**WORK ORDER**
Copy each line from the records below in which the word "ImportError" is found.

**RECORDS PROVIDED**
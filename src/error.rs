// src/error.rs

use std::{path::PathBuf, sync::Arc};
use thiserror::Error;

/// Everything the import pipeline can surface to a user.
///
/// Parsing and validation errors are shown inline by the caller; remote
/// errors are already flattened to strings at the fetch boundary so no raw
/// transport error escapes the library.
#[derive(Debug, Clone, Error)]
pub enum ImportError {
    #[error("the file is empty or contains no header row")]
    EmptyInput,

    #[error("missing required column `{field}`")]
    MissingColumn { field: String },

    #[error("could not read {}: {source}", path.display())]
    ReadFile {
        path: PathBuf,
        #[source]
        source: Arc<std::io::Error>,
    },

    #[error("no parsed rows to import")]
    NothingToImport,

    #[error("invalid import request: {0}")]
    InvalidRequest(String),

    #[error("no job id returned")]
    NoJobId,

    #[error("import submission failed: {0}")]
    Submit(String),

    #[error("failed to poll import job: {0}")]
    Poll(String),

    #[error("api request failed: {0}")]
    Api(String),

    #[error("local store error: {0}")]
    Store(String),
}

pub type ImportResult<T> = std::result::Result<T, ImportError>;
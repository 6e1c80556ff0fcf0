// src/lib.rs
pub mod config;
pub mod entity;
pub mod error;
pub mod import;
pub mod notify;
pub mod parse;
pub mod remote;
pub mod store;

**ANSWER SPACE**
pub enum ImportError {
pub type ImportResult<T> = std::result::Result<T, ImportError>;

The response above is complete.